■ INSTRUCTIONS TO FOLLOW
Where in the entries below does "expected" appear? Copy every line that has it.

■ PROVIDED RECORDS
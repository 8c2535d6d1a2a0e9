use core_logic::{ConfigError, CoreError, WalletError, WalletManager};
use std::io::Write;
use tempfile::NamedTempFile;

#[test]
fn test_parse_skips_comments_and_blank_lines() {
    let manager = WalletManager::parse("key1\n# comment\n\nkey2");
    let keys: Vec<&str> = manager.keys().iter().map(|k| k.expose()).collect();
    assert_eq!(keys, vec!["key1", "key2"]);
}

#[test]
fn test_parse_trims_whitespace_and_crlf() {
    let manager = WalletManager::parse("  key1  \r\n\t\r\n   # indented comment\r\nkey2\r\n");
    let keys: Vec<&str> = manager.keys().iter().map(|k| k.expose()).collect();
    assert_eq!(keys, vec!["key1", "key2"]);
}

#[test]
fn test_parse_comment_only_file_is_empty() {
    let manager = WalletManager::parse("# a\n#b\n\n   \n");
    assert!(manager.is_empty());
    assert_eq!(manager.count(), 0);
}

#[test]
fn test_from_file_reads_keys_in_order() {
    let mut file = NamedTempFile::new().unwrap();
    writeln!(file, "0xaaa").unwrap();
    writeln!(file, "# disabled").unwrap();
    writeln!(file, "0xbbb").unwrap();
    writeln!(file, "0xccc").unwrap();

    let manager = WalletManager::from_file(file.path()).unwrap();
    assert_eq!(manager.count(), 3);
    assert_eq!(manager.keys()[0].expose(), "0xaaa");
    assert_eq!(manager.keys()[2].expose(), "0xccc");
    assert_eq!(
        manager.list_wallets(),
        vec!["Wallet 001", "Wallet 002", "Wallet 003"]
    );
}

#[test]
fn test_from_file_missing() {
    let dir = tempfile::tempdir().unwrap();
    let path = dir.path().join("privateKeys.txt");

    match WalletManager::from_file(&path) {
        Err(ConfigError::FileNotFound { path: p }) => assert!(p.ends_with("privateKeys.txt")),
        other => panic!("expected FileNotFound, got {:?}", other),
    }
}

#[test]
fn test_load_rejects_empty_key_file() {
    let mut file = NamedTempFile::new().unwrap();
    writeln!(file, "# only comments").unwrap();
    writeln!(file).unwrap();

    match WalletManager::load(file.path()) {
        Err(CoreError::Wallet(WalletError::Empty { .. })) => {}
        other => panic!("expected WalletError::Empty, got {:?}", other),
    }
}

#[test]
fn test_load_missing_file_is_config_error() {
    let dir = tempfile::tempdir().unwrap();
    let err = WalletManager::load(dir.path().join("nope.txt")).unwrap_err();
    assert!(matches!(
        err,
        CoreError::Config(ConfigError::FileNotFound { .. })
    ));
}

■ TASK OUTPUT
        other => panic!("expected FileNotFound, got {:?}", other),
        other => panic!("expected WalletError::Empty, got {:?}", other),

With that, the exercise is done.